Por Gustavo Hierro

El principio de Arquímedes ejerce sobre el espectador el efecto de una cachetada. Es una obra perturbadora, absolutamente actual, escrita con maestría por un catalán -Josep María Miró- que mantiene en sus trabajos la impronta de una provocación constante.

El punto de partida es un gesto inofensivo que, mediante manipulación y prejuicios, se convierte en una exasperante polémica que envolverá a los cuatro personajes de la historia. Pero también al público, para quien la tensión no cede ni por un instante. 

La trama envolvente y la atmósfera de intriga que logró instalar la directora Corina Fiorillo son valores inescindibles de la puesta, que muestra el conflicto que se desata después de que un profesor de natación besa a un niño de cinco años que tiene miedo a meterse en el agua sin flotador.

El nudo, precisamente, reside en las diversas interpretaciones que se hacen de esta conducta: allí aparecen en escena de los miedos, las calumnias, las taras y los prejuicios de una sociedad que hace ya tiempo perdió la pureza y la mirada bienintencionada. 

El inteligente juego escenográfico ofrecido por la realizadora, que muestra al vestuario donde transcurre la acción desde dos perspectivas diferentes a través de las sucesivas escenas -un recurso que extiende también a los contrastes entre luces y penumbras-, no sólo apunta a la originalidad visual y al juego dramático entre los personajes, sino que también invita al espectador a meditar sobre la insondable complejidad del alma humana y sus claroscuros.

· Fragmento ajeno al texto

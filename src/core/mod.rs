//! Runtime core: the connection supervisor, the message recorder and process signal handling.
//!
//! - [`supervisor`]: the supervisor handle and its single event loop;
//! - [`recorder`]: buffering of inbound traffic and batched persistence;
//! - [`shutdown`]: cross-platform termination signal handling.

mod recorder;
mod shutdown;
mod supervisor;

pub use recorder::MessageRecorder;
pub use shutdown::{wait_for_shutdown_signal, ShutdownSignal};
pub use supervisor::{ConnectionState, Supervisor};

Arquímedes es la primera obra de Miró en estas playas, y llegó al país gracias a la iniciativa de Fiorillo, quien logró estrenarla en el Teatro General San Martín con un enorme éxito de público, en una temporada brillante en la que, además, obtuvo siete nominaciones a los premios ACE. 

El principio de Arquímedes plantea, de principio a fin, una identificación absoluta del espectador con la obra, que, al decir de su propio autor, es una historia de personas bienintencionadas, atrapadas por los perjuicios y por los miedos de este tiempo. 

Un capítulo aparte para Alejandro Paker, la última incorporación del equipo, quien aceptó reemplazar a Juan Minujín en el rol estelar del profesor acusado de pederastía, y debió meterse en un rol complejo en los quince días previos al reestreno.

El crescendo de angustia y desesperación que logra para su personaje muestra el calibre de un intérprete que si bien ya tiene un reconocimiento ganado, en especial, en el teatro musical, demuestra que tiene por delante mucho más para dar al teatro. 

 

EL PRINCIPIO DE ARQUIMEDES

Dirección: Corina Fiorillo. Autor: Josep María Miró.  Con Alejandro Paker, Beatriz Spelzini, Martín Slipak y Nelson Rueda. 

En Ciudad Cultural Konex, Sarmiento 3131, Caba. 

Funciones: Jueves 16 y viernes 17/10; jueves 23/10;  jueves 30 y viernes 31/10, a las 21. 

Entradas desde 110 pesos en boleterías.